Акогда персонажи готовы, рассказ разворачивается сам собой, как по волшебству. История должна вырастать из героев, а не накладываться извне. И чтобы Юноша ожил, ей нужно, чтобы мсье Буассон рассказал ей уйму разных мелочей…
И он рассказывал. Лежал на кушетке, задрав ноги на подлокотник, и время от времени поправлял под головой подушку. Поднос с бурбоном, каплями и таблетками стоял под рукой. Буассон отхлебывал то воды, то бурбона, то глотал лекарства, как подросток, который слегка прихворнул и пользуется случаем выпить тайком от родителей. Жозефина смотрела, какие у него жидкие волосы на затылке, какая прозрачная кожа, и ее трогала эта хрупкость. Ей вспоминались слова Стендаля: «Жизнь надо хорошенько трясти, а то она сама нас сгложет». Буассон как раз выглядел таким — изглоданным.

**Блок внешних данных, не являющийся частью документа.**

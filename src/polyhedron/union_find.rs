// SPDX-License-Identifier: MIT
//
// Copyright (c) 2025 Alexandre Severino
//
// Permission is hereby granted, free of charge, to any person obtaining a copy
// of this software and associated documentation files (the "Software"), to deal
// in the Software without restriction, including without limitation the rights
// to use, copy, modify, merge, publish, distribute, sublicense, and/or sell
// copies of the Software, and to permit persons to whom the Software is
// furnished to do so, subject to the following conditions:
//
// The above copyright notice and this permission notice shall be included in
// all copies or substantial portions of the Software.
//
// THE SOFTWARE IS PROVIDED "AS IS", WITHOUT WARRANTY OF ANY KIND, EXPRESS OR
// IMPLIED, INCLUDING BUT NOT LIMITED TO THE WARRANTIES OF MERCHANTABILITY,
// FITNESS FOR A PARTICULAR PURPOSE AND NONINFRINGEMENT. IN NO EVENT SHALL THE
// AUTHORS OR COPYRIGHT HOLDERS BE LIABLE FOR ANY CLAIM, DAMAGES OR OTHER
// LIABILITY, WHETHER IN AN ACTION OF CONTRACT, TORT OR OTHERWISE, ARISING FROM,
// OUT OF OR IN CONNECTION WITH THE SOFTWARE OR THE USE OR OTHER DEALINGS IN THE
// SOFTWARE.

/// Array-backed disjoint sets over `0..len`.
///
/// Parents are plain indices, so the whole structure is two flat vectors.
/// `find` compresses by path halving.
#[derive(Clone, Debug, PartialEq, Eq)]
pub struct UnionFind {
    parent: Vec<usize>,
    rank: Vec<u8>,
}

impl UnionFind {
    pub fn new(len: usize) -> Self {
        Self {
            parent: (0..len).collect(),
            rank: vec![0; len],
        }
    }

    pub fn len(&self) -> usize {
        self.parent.len()
    }

    pub fn is_empty(&self) -> bool {
        self.parent.is_empty()
    }

    pub fn find(&mut self, mut x: usize) -> usize {
        while self.parent[x] != x {
            let grand = self.parent[self.parent[x]];
            self.parent[x] = grand;
            x = grand;
        }
        x
    }

    /// Merge the sets of `a` and `b`; returns `false` if already merged.
    pub fn union(&mut self, a: usize, b: usize) -> bool {
        let (ra, rb) = (self.find(a), self.find(b));
        if ra == rb {
            return false;
        }
        match self.rank[ra].cmp(&self.rank[rb]) {
            std::cmp::Ordering::Less => self.parent[ra] = rb,
            std::cmp::Ordering::Greater => self.parent[rb] = ra,
            std::cmp::Ordering::Equal => {
                self.parent[rb] = ra;
                self.rank[ra] += 1;
            }
        }
        true
    }

    /// Dense class labels `0..k`, numbered by first appearance in index
    /// order. Equal partitions always give equal labellings.
    pub fn labels(&mut self) -> Vec<usize> {
        let mut by_root = vec![usize::MAX; self.len()];
        let mut next = 0;
        (0..self.len())
            .map(|i| {
                let root = self.find(i);
                if by_root[root] == usize::MAX {
                    by_root[root] = next;
                    next += 1;
                }
                by_root[root]
            })
            .collect()
    }
}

Как рыбья кость.
Жозефине иногда казалось, что он с головой погружается в прошлое и забывает, что она сидит рядом. Он прикрывал глаза и снова видел перед собой съемочную площадку, люкс Кэри Гранта, балкон, с которого они смотрели на ночной Париж. Жозефина немного выжидала, потом осторожно задавала новый вопрос:
— Он рассказывал вам про Штаты, про современников, режиссеров, других актеров, актрис?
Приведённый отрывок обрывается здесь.